While in graduate school, I began to read Rex Stout, because my PhD advisor told me I should read and emulate Stout to clarify of my writing style.

Writing this Chicago detective story

Fast forward, fifty years. I have read nearly everything Rex Stout ever wrote, some pieces many times. I deserted from a career as a professor of the Chinese classics and completed an apprenticeship in carpentry. Later, I enrolled in classes that lead to a degree in computer science and a 30 year career in software development, just when the digital revolution stood up and began to kick its legs.

An opportunity for early retirement popped up and I still wanted to write stories, more specifically, I wanted to write mysteries like Rex Stout’s. And I wanted to write a Chicago detective story. I was still an outsider, I had learned to cook so I could stay in the kitchen instead of mingling, learned to seize positions that gave me set roles that did not require much social interaction.
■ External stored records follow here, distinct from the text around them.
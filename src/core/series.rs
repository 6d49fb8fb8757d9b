use serde::Serialize;
use tracing::{debug, warn};

use crate::core::{DataPoint, ValueRange};
use crate::error::{ChartError, ChartResult};
use crate::render::Color;

/// One named, colored line of the chart.
///
/// A series without a name keeps its slot so color-list indices stay aligned,
/// but is never drawn.
#[derive(Debug, Clone, PartialEq, Serialize)]
pub struct Series {
    name: Option<String>,
    points: Vec<DataPoint>,
    color: Option<Color>,
}

impl Series {
    #[must_use]
    pub fn name(&self) -> Option<&str> {
        self.name.as_deref()
    }

    /// Points sorted ascending by `x`.
    #[must_use]
    pub fn points(&self) -> &[DataPoint] {
        &self.points
    }

    #[must_use]
    pub fn color(&self) -> Option<Color> {
        self.color
    }

    #[must_use]
    pub fn is_drawable(&self) -> bool {
        self.name.is_some()
    }

    #[must_use]
    pub fn len(&self) -> usize {
        self.points.len()
    }

    #[must_use]
    pub fn is_empty(&self) -> bool {
        self.points.is_empty()
    }
}

/// Immutable result of one data update: sorted series plus global bounds.
///
/// Replaced wholesale on every update; never mutated in place.
#[derive(Debug, Clone, PartialEq, Default, Serialize)]
pub struct SeriesSet {
    series: Vec<Series>,
    x_range: Option<ValueRange>,
    y_range: Option<ValueRange>,
}

impl SeriesSet {
    /// Normalizes parallel name / point / color lists into sorted series.
    ///
    /// Color strings are resolved before anything else so that one bad color
    /// rejects the whole update. Colors are looked up as
    /// `colors[index % colors.len()]`; a missing entry leaves the series on
    /// the default stroke color. Non-finite points are dropped.
    pub fn ingest(
        names: Vec<Option<String>>,
        raw_points: Vec<Vec<DataPoint>>,
        colors: &[Option<String>],
    ) -> ChartResult<Self> {
        if names.len() != raw_points.len() {
            return Err(ChartError::InvalidData(format!(
                "series name count ({}) does not match point list count ({})",
                names.len(),
                raw_points.len()
            )));
        }

        let parsed_colors = colors
            .iter()
            .map(|entry| entry.as_deref().map(Color::parse).transpose())
            .collect::<ChartResult<Vec<Option<Color>>>>()?;

        let mut x_range: Option<ValueRange> = None;
        let mut y_range: Option<ValueRange> = None;
        let mut series = Vec::with_capacity(names.len());

        for (index, (name, points)) in names.into_iter().zip(raw_points).enumerate() {
            let original_count = points.len();
            let (points, bounds) = canonicalize_points(points);
            if points.len() != original_count {
                warn!(
                    series = index,
                    dropped = original_count - points.len(),
                    "dropped non-finite points"
                );
            }
            if let Some((xs, ys)) = bounds {
                x_range = Some(x_range.map_or(xs, |range| range.union(xs)));
                y_range = Some(y_range.map_or(ys, |range| range.union(ys)));
            }

            let color = if parsed_colors.is_empty() {
                None
            } else {
                parsed_colors[index % parsed_colors.len()]
            };
            series.push(Series {
                name,
                points,
                color,
            });
        }

        debug!(
            series_count = series.len(),
            drawable = series.iter().filter(|s| s.is_drawable()).count(),
            x_range = ?x_range,
            y_range = ?y_range,
            "ingested series"
        );

        Ok(Self {
            series,
            x_range,
            y_range,
        })
    }

    #[must_use]
    pub fn series(&self) -> &[Series] {
        &self.series
    }

    #[must_use]
    pub fn x_range(&self) -> Option<ValueRange> {
        self.x_range
    }

    #[must_use]
    pub fn y_range(&self) -> Option<ValueRange> {
        self.y_range
    }

    /// Length of the longest series, drawable or not.
    #[must_use]
    pub fn max_point_count(&self) -> usize {
        self.series.iter().map(Series::len).max().unwrap_or(0)
    }

    #[must_use]
    pub fn is_empty(&self) -> bool {
        self.series.is_empty()
    }

    #[must_use]
    pub fn has_points(&self) -> bool {
        self.x_range.is_some()
    }
}

/// Drops non-finite points, tracks the x/y extent in the same scan, then
/// stable-sorts by `x`. Equal `x` values keep their input order.
fn canonicalize_points(
    mut points: Vec<DataPoint>,
) -> (Vec<DataPoint>, Option<(ValueRange, ValueRange)>) {
    let mut bounds: Option<(ValueRange, ValueRange)> = None;
    points.retain(|point| {
        if !point.is_finite() {
            return false;
        }
        bounds = Some(match bounds {
            None => (ValueRange::single(point.x), ValueRange::single(point.y)),
            Some((xs, ys)) => (xs.include(point.x), ys.include(point.y)),
        });
        true
    });
    points.sort_by(|a, b| a.x.total_cmp(&b.x));
    (points, bounds)
}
So I asked myself: why not try? I still doubted that an outsider with esoteric tastes and training could write a Chicago detective story that would appeal to much of anyone, but I was game, and when I start something, I fight to the bitter end, and that accounts for the last decade of struggle. Not that I’ve won, but I have accomplished something I am proud of.

Publishing

The Chicago detective story will have a new title, which I have not yet chosen, and will be offered for sale here on Vine Maple Farm. I’ve tried to find a traditional publisher, and I that might be possible, but becoming a publisher will be an interesting and instructive project for me and my twin grandsons, who voted for the first time last November. Christopher, the technical brother, is building the sales page. His more literary twin, Matt, is working on marketing. I plan to publish a free chapter or two here, and I intend to write more about why I think it is worth reading.